Docvert Version 3.0 Supports Word Processor Format Conversion to HTML
Matthew Cruickshank, Developer Announcement
Version 3.0 of Docvert has been announced. The software is described as a web service software takes multiple word processor files (typically .doc) and converts them to OASIS OpenDocument and HTML. The Web Service receives .doc file and converts it to a OASIS OpenDocument 1.0 which can then be converted to HTML, RSS, or any XML format. The resulting OpenDocument is then optionally converted to HTML or any XML. This is done with XML Pipelines, an approach that supports XSLT, breaking up content over headings or sections, and saving those results to multiple files (e.g., chapter1.html, chapter2.html); the result is returned in a .zip file. Docvert is easy to integrate as it uses a simple REST-style interface, and it's released under the LGPL so although it's open source there's no legal problems developing proprietary software ontop of it. The XML produced is easier to understand and more structured than the WordML or .DOC formats. New in version 3.0 (1) Post-conversion editing. Upload an word processing file, preview, and edit it on the browser. Remove chapters, correct typos, and rebuild the document to download the resulting HTML. (2) FTP/WebDAV upload. Send the results of a conversion to your website. (3) Control every tag and attribute with XSLT, PHP, and XML Pipelines. (4) Image format conversion. Convert WMF files to PNG and GIF. (5) Microsoft Word Plugin, which installs a toolbar and allows one-way conversion of the word document to OpenDocument and HTML (multiple pages, based on document structure, controlling any tag or attribute).

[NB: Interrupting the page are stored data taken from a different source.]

//! `pwvault import`: replace all entries with a plaintext JSON file.
//!
//! The file is a JSON array of `{"service", "username", "password"}`
//! objects, the same shape `pwvault export` produces.

use std::fs;
use std::path::Path;

use zeroize::Zeroizing;

use crate::audit::log_audit;
use crate::cli::output;
use crate::cli::{confirm, open_vault, Cli};
use crate::errors::{Result, VaultError};
use crate::vault::codec;

/// Execute the `import` command.
pub fn execute(cli: &Cli, file: &str, force: bool) -> Result<()> {
    let path = Path::new(file);
    if !path.exists() {
        return Err(VaultError::CommandFailed(format!(
            "import file not found: {}",
            path.display()
        )));
    }

    // Parse before touching the vault so a bad file never prompts.
    let content = Zeroizing::new(fs::read_to_string(path)?);
    let entries = codec::parse_plaintext(&content)?;

    let mut open = open_vault(cli)?;

    let existing = open.session.entry_count();
    if existing > 0 && !force {
        let prompt = format!(
            "Replace all {existing} existing entries with {} from {}?",
            entries.len(),
            path.display()
        );
        if !confirm(&prompt)? {
            output::info("Cancelled.");
            return Ok(());
        }
    }

    let count = open.session.import_replacing(&entries)?;
    open.save()?;

    output::success(&format!("Imported {count} entries from {}", path.display()));
    output::tip("Delete the plaintext import file once you no longer need it.");
    log_audit(
        &open.vault_dir,
        "import",
        None,
        Some(&format!("{count} entries")),
    );

    Ok(())
}
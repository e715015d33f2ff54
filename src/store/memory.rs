//! In-memory document store.

use std::collections::HashMap;

use super::DocumentStore;
use crate::errors::{Result, VaultError};
use crate::vault::VaultDocument;

/// Keeps documents in a `HashMap`.
///
/// `set_fail_puts(true)` makes every `put` fail with a persistence
/// error, and `put_count` reports how many writes succeeded.
#[derive(Debug, Default)]
pub struct MemoryDocumentStore {
    documents: HashMap<String, VaultDocument>,
    fail_puts: bool,
    puts: usize,
}

impl MemoryDocumentStore {
    pub fn new() -> Self {
        Self::default()
    }

    /// A store pre-populated with `document`.
    pub fn with_document(document: VaultDocument) -> Self {
        let mut store = Self::default();
        store.documents.insert(document.id.clone(), document);
        store
    }

    pub fn set_fail_puts(&mut self, fail: bool) {
        self.fail_puts = fail;
    }

    /// Number of successful `put` calls.
    pub fn put_count(&self) -> usize {
        self.puts
    }

    pub fn document(&self, id: &str) -> Option<&VaultDocument> {
        self.documents.get(id)
    }
}

impl DocumentStore for MemoryDocumentStore {
    fn get(&self, id: &str) -> Result<Option<VaultDocument>> {
        Ok(self.documents.get(id).cloned())
    }

    fn put(&mut self, document: &VaultDocument) -> Result<()> {
        if self.fail_puts {
            return Err(VaultError::Persistence("store unavailable".into()));
        }
        self.documents.insert(document.id.clone(), document.clone());
        self.puts += 1;
        Ok(())
    }
}
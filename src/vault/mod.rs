//! Vault module: the encrypted password vault.
//!
//! This module provides:
//! - The persisted `VaultDocument` (`document`)
//! - `PasswordEntry` and `PlaintextEntry` types (`entry`)
//! - Document encoding and the batch re-key transform (`codec`)
//! - The `VaultSession` state machine and public API (`session`)

pub mod codec;
pub mod document;
pub mod entry;
pub mod session;

// Re-export the most commonly used items.
pub use codec::Sealed;
pub use document::{VaultDocument, VAULT_DOCUMENT_ID, VAULT_DOCUMENT_TITLE};
pub use entry::{PasswordEntry, PlaintextEntry};
pub use session::{VaultOptions, VaultSession, VaultState};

Successful use requires disciplined application of Word styles: "For all but trivial examples you'll need to use Word Styles for any conversion software so that it knows how to section your document and format everything correctly. Like most conversion software, Docvert ignores font sizes and background colours and instead makes decisions based on structural Word Styles that describe paragraphs, headings, lists, tables, etc."